Elbet liste başı, İstanbul, Ankara, İzmir.

En düşük yaşanabilir 10 şehir ise Muş, Şırnak, Hakkâri, Siirt, Bitlis, Ağrı, Iğdır, Ardahan, Yozgat, Van.
Gerçi bu benim gibi doğa aşığı biri için hiç iyi bir liste değil.
Van, Ardahan, Ağrı, Iğdır, Hakkâri hayran olduğum harika güzellikte yerler.
Fakat en büyük haksızlık Yozgat’a yapılmış.

Türkiye’nin en temiz havasının olduğu bu şehirde huzur ilmek ilmek dokunurken, denizi olmayan yerler bir kalemde silinebilmekte.

Eskiden insanlar bir yeri beğeni listesine alırken elbet manzara başı çekerdi.
Denizler, göller, ırmaklar, dağlar çarpıcı bir güzellik etmenidir tüm zamanlarda.
Fakat bir diğer önemli kriter, şehrin havasıdır.

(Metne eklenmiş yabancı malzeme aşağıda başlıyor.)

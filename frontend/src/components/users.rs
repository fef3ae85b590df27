//! 用户管理（仅管理员）

use leptos::prelude::*;
use leptos::task::spawn_local;
use taskhub_shared::{PageQuery, User, UserCreate, UserRole, UserUpdate};

use crate::components::icons::*;
use crate::components::layout::{Layout, confirm};
use crate::components::toast::use_notifier;
use crate::store::use_store;

const PAGE_SIZE: u32 = 10;

fn page_query(page: u32) -> PageQuery {
    PageQuery {
        skip: Some(page * PAGE_SIZE),
        limit: Some(PAGE_SIZE),
    }
}

/// 拉取到整页才可能还有下一页；本页的增删不影响判断
fn has_next_page(fetched: usize) -> bool {
    fetched >= PAGE_SIZE as usize
}

#[derive(Clone, Copy)]
struct UserForm {
    editing: RwSignal<Option<i64>>,
    username: RwSignal<String>,
    email: RwSignal<String>,
    password: RwSignal<String>,
    role: RwSignal<UserRole>,
}

impl UserForm {
    fn new() -> Self {
        Self {
            editing: RwSignal::new(None),
            username: RwSignal::new(String::new()),
            email: RwSignal::new(String::new()),
            password: RwSignal::new(String::new()),
            role: RwSignal::new(UserRole::User),
        }
    }

    fn fill(&self, user: &User) {
        self.editing.set(Some(user.id));
        self.username.set(user.username.clone());
        self.email.set(user.email.clone());
        self.password.set(String::new());
        self.role.set(user.role);
    }

    fn clear(&self) {
        self.editing.set(None);
        self.username.set(String::new());
        self.email.set(String::new());
        self.password.set(String::new());
        self.role.set(UserRole::User);
    }
}

#[component]
pub fn UsersPage() -> impl IntoView {
    let store = use_store();
    let notifier = use_notifier();
    let page = RwSignal::new(0u32);
    let form = UserForm::new();
    // 最近一次拉取到的用户数
    let fetched = RwSignal::new(0usize);

    let load = move |p: u32| {
        let store = store.get();
        spawn_local(async move {
            match store.fetch_users(page_query(p)).await {
                Ok(n) => fetched.set(n),
                Err(e) => notifier.error("加载用户失败", &e),
            }
        });
    };

    Effect::new(move |_| load(page.get()));

    let users = move || store.select(|s| s.all_users().to_vec());
    let total = move || store.select(|s| s.users_total());
    let is_last_page = move || !has_next_page(fetched.get());
    let current_user_id = move || store.select(|s| s.current_user().map(|u| u.id));

    let on_submit = move |ev: leptos::web_sys::SubmitEvent| {
        ev.prevent_default();
        let username = form.username.get().trim().to_string();
        let email = form.email.get().trim().to_string();
        let password = form.password.get();
        let role = form.role.get();
        if username.is_empty() || email.is_empty() {
            notifier.warn("用户名和邮箱不能为空");
            return;
        }

        let store = store.get();
        match form.editing.get() {
            Some(id) => spawn_local(async move {
                let update = UserUpdate {
                    username: Some(username),
                    email: Some(email),
                    role: Some(role),
                };
                let result = match store.update_user(id, update).await {
                    // 填写了密码时一并重置
                    Ok(_) if !password.is_empty() => {
                        store.reset_user_password(id, &password).await.map(|_| ())
                    }
                    other => other.map(|_| ()),
                };
                match result {
                    Ok(()) => {
                        notifier.success("用户已更新");
                        form.clear();
                    }
                    Err(e) => notifier.error("更新用户失败", &e),
                }
            }),
            None => {
                if password.is_empty() {
                    notifier.warn("新用户必须设置密码");
                    return;
                }
                spawn_local(async move {
                    let create = UserCreate {
                        username,
                        email,
                        password,
                        role,
                    };
                    match store.create_user(create).await {
                        Ok(u) => {
                            notifier.success(format!("用户 {} 已创建", u.username));
                            form.clear();
                        }
                        Err(e) => notifier.error("创建用户失败", &e),
                    }
                });
            }
        }
    };

    let on_delete = move |id: i64| {
        if !confirm("确定删除该用户吗？其全部数据将被删除。") {
            return;
        }
        let store = store.get();
        spawn_local(async move {
            match store.delete_user(id).await {
                Ok(()) => notifier.success("用户已删除"),
                Err(e) => notifier.error("删除用户失败", &e),
            }
        });
    };

    view! {
        <Layout title="用户管理">
            <div class="card bg-base-100 shadow-xl">
                <form class="card-body flex-row flex-wrap items-end gap-4" on:submit=on_submit>
                    <div class="form-control">
                        <label class="label"><span class="label-text">"用户名"</span></label>
                        <input type="text" class="input input-bordered input-sm"
                            on:input=move |ev| form.username.set(event_target_value(&ev))
                            prop:value=move || form.username.get()
                        />
                    </div>
                    <div class="form-control">
                        <label class="label"><span class="label-text">"邮箱"</span></label>
                        <input type="email" class="input input-bordered input-sm"
                            on:input=move |ev| form.email.set(event_target_value(&ev))
                            prop:value=move || form.email.get()
                        />
                    </div>
                    <div class="form-control">
                        <label class="label">
                            <span class="label-text">
                                {move || if form.editing.get().is_some() { "新密码（留空不修改）" } else { "密码" }}
                            </span>
                        </label>
                        <input type="password" class="input input-bordered input-sm" autocomplete="new-password"
                            on:input=move |ev| form.password.set(event_target_value(&ev))
                            prop:value=move || form.password.get()
                        />
                    </div>
                    <div class="form-control">
                        <label class="label"><span class="label-text">"角色"</span></label>
                        <select class="select select-bordered select-sm"
                            on:change=move |ev| {
                                if let Some(r) = UserRole::parse(&event_target_value(&ev)) {
                                    form.role.set(r);
                                }
                            }
                        >
                            {UserRole::ALL
                                .iter()
                                .map(|&r| view! { <option value=r.as_str() selected=move || form.role.get() == r>{r.label()}</option> })
                                .collect_view()}
                        </select>
                    </div>
                    <button class="btn btn-primary btn-sm gap-2">
                        {move || if form.editing.get().is_some() {
                            view! { <Pencil attr:class="h-4 w-4" /> "保存修改" }.into_any()
                        } else {
                            view! { <Plus attr:class="h-4 w-4" /> "添加用户" }.into_any()
                        }}
                    </button>
                    <Show when=move || form.editing.get().is_some()>
                        <button type="button" class="btn btn-ghost btn-sm" on:click=move |_| form.clear()>"取消"</button>
                    </Show>
                </form>
            </div>

            <div class="card bg-base-100 shadow-xl">
                <div class="card-body p-0">
                    <table class="table table-zebra w-full">
                        <thead>
                            <tr>
                                <th>"ID"</th>
                                <th>"用户名"</th>
                                <th>"邮箱"</th>
                                <th>"角色"</th>
                                <th>"状态"</th>
                                <th></th>
                            </tr>
                        </thead>
                        <tbody>
                            <For
                                each=users
                                key=|u| (u.id, u.username.clone(), u.email.clone(), u.role.as_str())
                                children=move |u| {
                                    let id = u.id;
                                    let is_self = current_user_id() == Some(id);
                                    let for_edit = u.clone();
                                    view! {
                                        <tr>
                                            <td class="font-mono opacity-60">{id}</td>
                                            <td class="font-bold">{u.username.clone()}</td>
                                            <td>{u.email.clone()}</td>
                                            <td>
                                                <span class=if u.is_admin() { "badge badge-primary" } else { "badge badge-ghost" }>
                                                    {u.role.label()}
                                                </span>
                                            </td>
                                            <td>{if u.is_active { "正常" } else { "已停用" }}</td>
                                            <td>
                                                <div class="flex gap-1 justify-end">
                                                    <button class="btn btn-ghost btn-xs" on:click=move |_| form.fill(&for_edit)>
                                                        <Pencil attr:class="h-4 w-4" />
                                                    </button>
                                                    <button class="btn btn-ghost btn-xs text-error" disabled=is_self on:click=move |_| on_delete(id)>
                                                        <Trash2 attr:class="h-4 w-4" />
                                                    </button>
                                                </div>
                                            </td>
                                        </tr>
                                    }
                                }
                            />
                        </tbody>
                    </table>
                </div>
            </div>

            <div class="flex items-center justify-between">
                <span class="text-sm opacity-70">{move || format!("本页 {} 位用户", total())}</span>
                <div class="join">
                    <button class="join-item btn btn-sm" disabled=move || page.get() == 0
                        on:click=move |_| page.update(|p| *p = p.saturating_sub(1))
                    >"«"</button>
                    <button class="join-item btn btn-sm">
                        {move || format!("第 {} 页", page.get() + 1)}
                    </button>
                    <button class="join-item btn btn-sm" disabled=is_last_page
                        on:click=move |_| page.update(|p| *p += 1)
                    >"»"</button>
                </div>
            </div>
        </Layout>
    }
}
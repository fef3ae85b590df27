//! 全局状态与 getters

use chrono::NaiveDateTime;
use taskhub_shared::{
    Attachment, Category, Comment, NightBrightness, ProfileSettingsUpdate, Reminder,
    ReminderMethod, StatisticsSummary, Task, TaskStatus, Theme, User,
};

/// 外观与通知设置
#[derive(Debug, Clone, PartialEq)]
pub struct Settings {
    pub theme: Theme,
    pub theme_color: String,
    pub night_mode_brightness: NightBrightness,
    pub notification_enabled: bool,
    pub default_reminder_method: ReminderMethod,
}

impl Default for Settings {
    fn default() -> Self {
        Self {
            theme: Theme::Light,
            theme_color: "#ffffff".to_string(),
            night_mode_brightness: NightBrightness::Normal,
            notification_enabled: true,
            default_reminder_method: ReminderMethod::Popup,
        }
    }
}

impl Settings {
    pub fn from_user(user: &User) -> Self {
        Self {
            theme: user.theme,
            theme_color: user.theme_color.clone(),
            night_mode_brightness: user.night_mode_brightness,
            notification_enabled: user.notification_enabled,
            default_reminder_method: user.default_reminder_method,
        }
    }

    /// 合并部分更新，未给出的字段保持不变
    pub fn merge(&mut self, update: &ProfileSettingsUpdate) {
        if let Some(theme) = update.theme {
            self.theme = theme;
        }
        if let Some(color) = &update.theme_color {
            self.theme_color = color.clone();
        }
        if let Some(brightness) = update.night_mode_brightness {
            self.night_mode_brightness = brightness;
        }
        if let Some(enabled) = update.notification_enabled {
            self.notification_enabled = enabled;
        }
        if let Some(method) = update.default_reminder_method {
            self.default_reminder_method = method;
        }
    }

    /// 转成可以提交给 `/settings/profile` 的完整更新
    pub fn to_update(&self) -> ProfileSettingsUpdate {
        ProfileSettingsUpdate {
            theme: Some(self.theme),
            theme_color: Some(self.theme_color.clone()),
            night_mode_brightness: Some(self.night_mode_brightness),
            notification_enabled: Some(self.notification_enabled),
            default_reminder_method: Some(self.default_reminder_method),
            ..Default::default()
        }
    }
}

/// 单个设置项
#[derive(Debug, Clone, PartialEq)]
pub enum SettingChange {
    Theme(Theme),
    ThemeColor(String),
    NightBrightness(NightBrightness),
    Notifications(bool),
    ReminderMethod(ReminderMethod),
}

#[derive(Debug, Clone, Default, PartialEq)]
pub struct AppState {
    pub user: Option<User>,
    pub is_authenticated: bool,
    pub users: Vec<User>,
    pub users_total: usize,
    pub tasks: Vec<Task>,
    pub deleted_tasks: Vec<Task>,
    pub categories: Vec<Category>,
    pub current_task: Option<Task>,
    /// 当前任务的附件
    pub attachments: Vec<Attachment>,
    /// 当前任务的评论
    pub comments: Vec<Comment>,
    pub reminders: Vec<Reminder>,
    pub settings: Settings,
    pub statistics: Option<StatisticsSummary>,
    /// 进行中的请求数
    pub pending_requests: u32,
}

// =========================================================
// Getters
// =========================================================

impl AppState {
    pub fn is_authenticated(&self) -> bool {
        self.is_authenticated
    }

    pub fn current_user(&self) -> Option<&User> {
        self.user.as_ref()
    }

    pub fn is_admin(&self) -> bool {
        self.user.as_ref().is_some_and(User::is_admin)
    }

    pub fn all_users(&self) -> &[User] {
        &self.users
    }

    pub fn users_total(&self) -> usize {
        self.users_total
    }

    pub fn all_tasks(&self) -> &[Task] {
        &self.tasks
    }

    pub fn tasks_with_status(&self, status: TaskStatus) -> Vec<&Task> {
        self.tasks.iter().filter(|t| t.status == status).collect()
    }

    pub fn overdue_tasks(&self, now: &NaiveDateTime) -> Vec<&Task> {
        self.tasks.iter().filter(|t| t.is_overdue(now)).collect()
    }

    pub fn task_categories(&self) -> &[Category] {
        &self.categories
    }

    /// 按 id 查找分类名
    pub fn category_name(&self, category_id: Option<i64>) -> Option<&str> {
        let id = category_id?;
        self.categories
            .iter()
            .find(|c| c.id == id)
            .map(|c| c.name.as_str())
    }

    pub fn current_task(&self) -> Option<&Task> {
        self.current_task.as_ref()
    }

    pub fn app_settings(&self) -> &Settings {
        &self.settings
    }

    pub fn task_statistics(&self) -> Option<&StatisticsSummary> {
        self.statistics.as_ref()
    }

    pub fn all_reminders(&self) -> &[Reminder] {
        &self.reminders
    }

    pub fn reminders_for_task(&self, task_id: i64) -> Vec<&Reminder> {
        self.reminders
            .iter()
            .filter(|r| r.task_id == task_id)
            .collect()
    }

    pub fn is_loading(&self) -> bool {
        self.pending_requests > 0
    }
}
//! 路由服务模块 - 核心引擎
//!
//! 封装了 web_sys 的 History API，实现高内聚：
//! 所有对 window.history 的操作都集中在此模块。
//! 实现了"监听 -> 验证 -> 处理 -> 加载"的导航流程。

use std::sync::Arc;

use futures::future::LocalBoxFuture;
use leptos::prelude::*;
use leptos::task::spawn_local;
use wasm_bindgen::prelude::*;

use super::route::{AppRoute, GuardDecision, after_admin_check, guard};
use crate::auth::AdminCheck;

/// 守卫需要的认证信息
///
/// 由 store 实现，路由服务不直接依赖 store。
pub trait RouteGuard: Send + Sync + 'static {
    /// 本地存储的管理员标记
    fn admin_hint(&self) -> bool;
    /// 向后端确认管理员身份
    fn verify_admin(&self) -> LocalBoxFuture<'static, AdminCheck>;
}

/// 获取当前浏览器路径
fn current_path() -> String {
    web_sys::window()
        .and_then(|w| w.location().pathname().ok())
        .unwrap_or_else(|| "/".to_string())
}

/// 推送 History 状态（内部工具函数）
fn push_history_state(path: &str) {
    if let Some(window) = web_sys::window() {
        if let Ok(history) = window.history() {
            let _ = history.push_state_with_url(&JsValue::NULL, "", Some(path));
        }
    }
}

/// 替换 History 状态（内部工具函数，用于重定向）
fn replace_history_state(path: &str) {
    if let Some(window) = web_sys::window() {
        if let Ok(history) = window.history() {
            let _ = history.replace_state_with_url(&JsValue::NULL, "", Some(path));
        }
    }
}

fn set_document_title(route: &AppRoute) {
    if let Some(document) = web_sys::window().and_then(|w| w.document()) {
        document.set_title(&format!("{} - TaskHub", route.title()));
    }
}

/// 路由器服务
///
/// 封装所有路由操作，通过 Signal 驱动界面更新。
/// 通过注入认证检查信号实现与认证系统的解耦。
#[derive(Clone, Copy)]
pub struct RouterService {
    /// 当前路由（只读信号）
    current_route: ReadSignal<AppRoute>,
    /// 设置当前路由（写入信号）
    set_route: WriteSignal<AppRoute>,
    /// 认证状态检查（注入的信号，实现解耦）
    is_authenticated: Signal<bool>,
    guard: StoredValue<Arc<dyn RouteGuard>>,
    /// 每次导航递增，用于丢弃过期的管理员校验结果
    nav_seq: StoredValue<u64>,
}

impl RouterService {
    /// 创建新的路由服务
    ///
    /// # Arguments
    /// * `is_authenticated` - 认证状态信号，由外部注入实现解耦
    /// * `guard` - 管理员校验
    fn new(is_authenticated: Signal<bool>, guard: Arc<dyn RouteGuard>) -> Self {
        // 1. 初始化当前路由（从 URL 解析），守卫在 provide_router 中执行
        let initial_route = AppRoute::from_path(&current_path());
        let (current_route, set_route) = signal(initial_route);

        Self {
            current_route,
            set_route,
            is_authenticated,
            guard: StoredValue::new(guard),
            nav_seq: StoredValue::new(0),
        }
    }

    /// 获取当前路由信号
    pub fn current_route(&self) -> ReadSignal<AppRoute> {
        self.current_route
    }

    /// **核心方法：导航与守卫**
    ///
    /// 流程：请求 -> 验证(Guard) -> 处理 -> 加载
    pub fn navigate(&self, path: &str) {
        self.navigate_to_route(AppRoute::from_path(path), true);
    }

    pub fn go(&self, route: AppRoute) {
        self.navigate_to_route(route, true);
    }

    /// 导航到指定路由
    ///
    /// # Arguments
    /// * `target_route` - 目标路由
    /// * `use_push` - true 使用 pushState, false 使用 replaceState
    fn navigate_to_route(&self, target_route: AppRoute, use_push: bool) {
        let seq = self.next_seq();
        let is_auth = self.is_authenticated.get_untracked();
        let admin_hint = self.guard.with_value(|g| g.admin_hint());

        match guard(&target_route, is_auth, admin_hint) {
            GuardDecision::Allow => self.commit(target_route, use_push),
            GuardDecision::Redirect(redirect) => {
                log::info!("[Router] {} -> {}", target_route, redirect);
                self.commit(redirect, use_push);
            }
            GuardDecision::VerifyAdmin => {
                let this = *self;
                let check = self.guard.with_value(|g| g.verify_admin());
                spawn_local(async move {
                    let check = check.await;
                    if check == AdminCheck::Denied {
                        log::warn!("[Router] Admin required. Redirecting to Home.");
                    }
                    let superseded = this.nav_seq.get_value() != seq;
                    let current = this.current_route.get_untracked();
                    match after_admin_check(target_route, &check, superseded, &current) {
                        Some(route) => this.commit(route, use_push),
                        None => log::debug!("[Router] Admin check result discarded"),
                    }
                });
            }
        }
    }

    fn next_seq(&self) -> u64 {
        self.nav_seq.update_value(|n| *n += 1);
        self.nav_seq.get_value()
    }

    /// 写入 History 并更新 UI
    fn commit(&self, route: AppRoute, use_push: bool) {
        let path = route.to_path();
        if use_push {
            push_history_state(&path);
        } else {
            replace_history_state(&path);
        }
        set_document_title(&route);
        self.set_route.set(route);
    }

    /// 初始化浏览器后退/前进按钮监听
    fn init_popstate_listener(&self) {
        let this = *self;

        // popstate 时也执行守卫逻辑
        let closure = Closure::<dyn Fn()>::new(move || {
            this.navigate_to_route(AppRoute::from_path(&current_path()), false);
        });

        if let Some(window) = web_sys::window() {
            let _ = window
                .add_event_listener_with_callback("popstate", closure.as_ref().unchecked_ref());
        }

        // 泄漏闭包以保持监听器存活
        closure.forget();
    }

    /// 设置认证状态变化时的自动重定向
    fn setup_auth_redirect(&self) {
        let this = *self;

        // 使用 Effect 监听认证状态变化
        Effect::new(move |_| {
            let is_auth = this.is_authenticated.get();
            let route = this.current_route.get_untracked();

            if is_auth && route.should_redirect_when_authenticated() {
                log::info!("[Router] Auth state changed: logged in, redirecting to home.");
                this.next_seq();
                this.commit(AppRoute::auth_success_redirect(), true);
            } else if !is_auth && route.requires_auth() {
                log::info!("[Router] Auth state changed: logged out, redirecting to login.");
                this.next_seq();
                this.commit(AppRoute::auth_failure_redirect(), true);
            }
        });
    }
}

/// 提供路由服务到 Context 并初始化
fn provide_router(is_authenticated: Signal<bool>, guard: Arc<dyn RouteGuard>) -> RouterService {
    let router = RouterService::new(is_authenticated, guard);

    // 初始化监听器
    router.init_popstate_listener();
    router.setup_auth_redirect();
    router.navigate_to_route(router.current_route.get_untracked(), false);

    provide_context(router);
    router
}

/// 从 Context 获取路由服务
pub fn use_router() -> RouterService {
    use_context::<RouterService>()
        .expect("RouterService not found in context. Ensure Router is provided.")
}

// ============================================================================
// UI 组件
// ============================================================================

/// 路由器根组件
///
/// 提供路由上下文，应在 App 根部使用。
#[component]
pub fn Router(
    /// 认证状态信号
    is_authenticated: Signal<bool>,
    /// 管理员守卫
    guard: Arc<dyn RouteGuard>,
    /// 子组件
    children: Children,
) -> impl IntoView {
    // 提供路由服务到 Context
    provide_router(is_authenticated, guard);

    children()
}

/// 路由出口组件
///
/// 根据当前路由状态渲染对应的组件。
#[component]
pub fn RouterOutlet(
    /// 路由匹配函数：接收当前路由，返回对应视图
    matcher: fn(AppRoute) -> AnyView,
) -> impl IntoView {
    let router = use_router();

    move || {
        let current = router.current_route().get();
        matcher(current)
    }
}

/// 站内链接，点击时走路由服务而不是整页刷新
#[component]
pub fn Link(
    /// 目标路由
    to: AppRoute,
    #[prop(optional, into)] class: String,
    /// 子内容
    children: Children,
) -> impl IntoView {
    let router = use_router();
    let href = to.to_path();

    let on_click = move |ev: leptos::ev::MouseEvent| {
        ev.prevent_default();
        router.go(to.clone());
    };

    view! {
        <a href=href class=class on:click=on_click>
            {children()}
        </a>
    }
}
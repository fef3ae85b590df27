//! 已登录页面的公共布局：导航栏 + 加载进度条 + 内容区

use leptos::prelude::*;

use crate::components::icons::*;
use crate::store::use_store;
use crate::web::route::AppRoute;
use crate::web::router::{Link, use_router};

/// 导航栏中的一项，当前路由高亮
#[component]
fn NavItem(to: AppRoute, label: &'static str, children: Children) -> impl IntoView {
    let router = use_router();
    let href = to.to_path();
    let target = to.clone();
    let class = move || {
        if router.current_route().get() == target {
            "gap-2 active"
        } else {
            "gap-2"
        }
    };
    let on_click = move |ev: leptos::ev::MouseEvent| {
        ev.prevent_default();
        router.go(to.clone());
    };

    view! {
        <li>
            <a href=href class=class on:click=on_click>
                {children()}
                <span class="hidden lg:inline">{label}</span>
            </a>
        </li>
    }
}

#[component]
pub fn Layout(
    /// 页面标题
    title: &'static str,
    children: Children,
) -> impl IntoView {
    let store = use_store();

    let user_name = move || {
        store.select(|s| {
            s.current_user()
                .map(|u| u.display_name().to_string())
                .unwrap_or_default()
        })
    };
    let is_admin = move || store.select(|s| s.is_admin());
    let is_loading = move || store.select(|s| s.is_loading());

    let on_logout = move |_| store.get().logout();

    view! {
        <div class="min-h-screen bg-base-200 font-sans">
            <Show when=is_loading>
                <progress class="progress progress-primary w-full h-1 fixed top-0 left-0 z-50"></progress>
            </Show>

            <div class="navbar bg-base-100 shadow-xl px-4">
                <div class="flex-1 gap-2">
                    <CheckSquare attr:class="text-primary h-6 w-6" />
                    <Link to=AppRoute::Home class="btn btn-ghost text-xl">"TaskHub"</Link>
                    <ul class="menu menu-horizontal px-1 gap-1">
                        <NavItem to=AppRoute::Home label="首页"><House attr:class="h-4 w-4" /></NavItem>
                        <NavItem to=AppRoute::Tasks label="任务"><ListTodo attr:class="h-4 w-4" /></NavItem>
                        <NavItem to=AppRoute::Categories label="分类"><Tag attr:class="h-4 w-4" /></NavItem>
                        <NavItem to=AppRoute::Reminders label="提醒"><Bell attr:class="h-4 w-4" /></NavItem>
                        <NavItem to=AppRoute::Comments label="评论"><MessageSquare attr:class="h-4 w-4" /></NavItem>
                        <NavItem to=AppRoute::Statistics label="统计"><BarChart attr:class="h-4 w-4" /></NavItem>
                        <NavItem to=AppRoute::Trash label="回收站"><Trash2 attr:class="h-4 w-4" /></NavItem>
                        <Show when=is_admin>
                            <NavItem to=AppRoute::AdminUsers label="用户"><Users attr:class="h-4 w-4" /></NavItem>
                        </Show>
                    </ul>
                </div>
                <div class="flex-none gap-2">
                    <Link to=AppRoute::Settings class="btn btn-ghost btn-sm gap-2">
                        <Cog attr:class="h-4 w-4" />
                        <span class="hidden md:inline">{user_name}</span>
                    </Link>
                    <button on:click=on_logout class="btn btn-outline btn-error btn-sm gap-2">
                        <LogOut attr:class="h-4 w-4" /> "退出"
                    </button>
                </div>
            </div>

            <main class="max-w-7xl mx-auto p-4 md:p-8 space-y-6">
                <h1 class="text-2xl font-bold">{title}</h1>
                {children()}
            </main>
        </div>
    }
}

/// 浏览器确认框，取消或无法弹出时返回 `false`
pub fn confirm(message: &str) -> bool {
    web_sys::window()
        .and_then(|w| w.confirm_with_message(message).ok())
        .unwrap_or(false)
}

Yüreklere ferahlık veren o mis gibi hava olmazsa olmazlardandır.
Bu yüzden rahmetli dedeciğim henüz çok genç olan babama, İstanbul’un Avrupa yakasının bozulan havasından yakınır, tramvayın çıkardığı egzozdan oluşan kirlilikten rahatsız olur, Anadolu yakasında yüksekçe bir yerde temiz havalı yer ararlar.
Bugün kaç kuşaktır yaşadığımız yerde karar kılarlar.

Çocuklarımızın vazgeçemediği bu temiz havalı muhitten muhtemelen torunlarımız da ayrılamayacaklar.
Bir şehrin en değerli yanı sadece görselliği, modernliği değil tertemiz suları ve havasıdır.
İnşallah kısa sürede Smyrna temiz havasına kavuşur.
İonya şehirlerine kalbini açmış, Çaka Bey ile genç İslam’a selam durmuş kadim bir kente kötü kokular hiç yakışmamakta.

İzmir, bu vefalı şehir; Malazgirt Zaferi’nden sadece 10 yıl sonra 1081’de kapılarını İslam’a açmış, Oğuzların Çavuldur boyundan Emir Çaka Bey tarafından fethedilmiştir.

Türklerin Anadolu’da kalıcı olmasına en büyük hizmeti etmiş İzmir’in vefasını, güzel anılarını unutmak mümkün mü?

Dileriz bu vefalı şehir, eski güzel günlerine tekrar kavuşur.